Llama la atención la puesta en marcha de un plan educativo que busca la igualdad. Más allá de los intereses económicos que definitivamente están promoviendo el nuevo cambio de currícula educativa y que tienen hipotecadas a las actuales autoridades políticas del oficialismo, la forma de imponer una educación que sólo busca proponer una ideología de género bajo el disfraz de igualdad es un insulto para la inteligencia. La pregunta a hacerse es: ¿acaso en el Perú no existe la igualdad? ¿Cuál es la necesidad de promover una igualdad en una sociedad como la nuestra?.

Me remito a los hechos. Las últimas dos elecciones presidenciales, casi la mitad de la población no discriminó a ninguna candidata por ser mujer. Es más, por muy poco porcentaje no hemos estado gobernados por una mujer en este periodo ni en el anterior. Además de Keiko Fujimori, las elecciones anteriores tuvieron a Lourdes Flores Nano con un gran porcentaje representativo Por otra parte, tampoco los limeños se hicieron problema en optar entre dos mujeres para la alcaldía en el periodo anterior al que vivimos, dejando relegados por muy lejos a los candidatos varones. Un grupo de limeños varones, en ese entonces, optó por Susana Villarán y el otro grupo por Lourdes Flores Nano. ¿Dónde está la falta de igualdad?. Y si seguimos en la misma línea, no existe noticiero o programa informativo, ¡hasta los deportivos!, que tengan un presentador varón y una mujer.


Hasta hace algunos años, el programa con mayor sintonía era el de Magaly Medina y unas décadas atrás, el de Laura Bozzo.
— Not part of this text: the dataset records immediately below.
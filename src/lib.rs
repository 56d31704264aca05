pub mod config;
pub mod db;
pub mod error;
pub mod friends;
pub mod identity;
pub mod profiles;
pub mod res;
pub mod search;

use axum::{extract::FromRef, http::StatusCode, response::{IntoResponse, Response}, routing::get, Router};
use sqlx::SqlitePool;
use tower_http::{cors::CorsLayer, trace::TraceLayer};

use config::Config;
use error::SocialError;
use friends::FriendRequestWorkflow;
use res::ApiResponse;

#[derive(Clone, FromRef)]
pub struct AppState {
    pub db_pool: SqlitePool,
    pub config: Config,
    pub workflow: FriendRequestWorkflow,
}

impl AppState {
    pub fn new(db_pool: SqlitePool, config: Config) -> Self {
        let workflow = FriendRequestWorkflow::new(db_pool.clone());
        AppState {
            db_pool,
            config,
            workflow,
        }
    }
}

pub fn app(app_state: AppState) -> Router {
    Router::new()
        .route("/health", get(health))
        .nest("/profiles", profiles::router())
        .merge(friends::router())
        .merge(search::router())
        .with_state(app_state)
        .layer(TraceLayer::new_for_http())
        .layer(CorsLayer::permissive())
}

async fn health() -> &'static str {
    "ok"
}

pub type AppResult<T> = Result<T, AppError>;
#[derive(Debug)]
pub struct AppError(pub anyhow::Error);

impl IntoResponse for AppError {
    fn into_response(self) -> Response {
        if let Some(err) = self.0.downcast_ref::<SocialError>() {
            let status = err.status_code();
            if status.is_server_error() {
                tracing::error!(error = ?self.0, "request failed");
            }
            return ApiResponse::failure(status, err.kind(), err.to_string()).into_response();
        }

        tracing::error!(error = ?self.0, "request failed");
        ApiResponse::failure(StatusCode::INTERNAL_SERVER_ERROR, "internal", self.0.to_string())
            .into_response()
    }
}

macro_rules! apperr_impl {
    ($E:ty) => {
        impl From<$E> for AppError {
            fn from(err: $E) -> Self {
                Self(anyhow::Error::from(err))
            }
        }
    };
}

apperr_impl!(SocialError);
apperr_impl!(serde_json::Error);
Y en las universidades, tenemos casi la misma cantidad de jóvenes de ambos sexos. ¿Por qué insistir en una campaña feroz y “millonaria” y de pensamiento único que abogue con tanta insistencia contra una discriminación fantasma?. Si bien es cierto que hay algunos casos aislados de maltrato o discriminación y que castigan nuestras leyes (no hay necesidad de crear leyes discriminatorias solo para mujeres y no para varones), pero esto no es una tendencia generalizada en la sociedad peruana que no tiene ningún problema en elegir a una mujer para que los represente.




El fondo de esta supuesta e inocente campaña de igualdad es imponer la idea de que el hombre y la mujer son construcciones culturales, algo que desafía no sólo a la ciencia sino a la inteligencia. Está más que demostrado que desde muy temprana edad las mujeres se muestran más comunicativas y perceptivas que los varones, quienes se limitan a emitir sonidos guturales en sus juegos de guerras y carritos en vez de hacer que sus muñecas dialoguen. A ellos les gusta competir en los deportes y a ellas, compartir sus sentimientos. Así, hay varios estudios que muestran estas tendencias espontáneas y naturales.



Estamos entonces ante un atentado ideológico, una campaña que responde a intereses económicos y que busca en el fondo desaparecer el concepto naturaleza y así poner en un mismo plano de igualdad el comportamiento varonil, femenimo, homosexual, gay, transgénero, lésbico, intersex, andrógino, travesti, bisexual, trisexual, animalsexual, género binario, ciurgénero, agénero, demigénero, poligénero, intergénero, y así cuanto podamos construir. Sería interesante que estos diferentes grupos fueron más allá en sus exigencias y pidan que se respete su autonomía y su espacio para el uso de servicios higiénicos. ¿Habrá leyes el día de mañana que obliguen a todas las empresas a tener baños para cada uno de los diferentes géneros? ¿Acaso no es un atentado contra la igualdad destinar fondos públicos para mantener un Ministerio de la Mujer y no un Ministerio del Hombre? ¿Y por qué no un Ministerio de homosexuales, de poligéneros, de intersex, y así sucesivamente?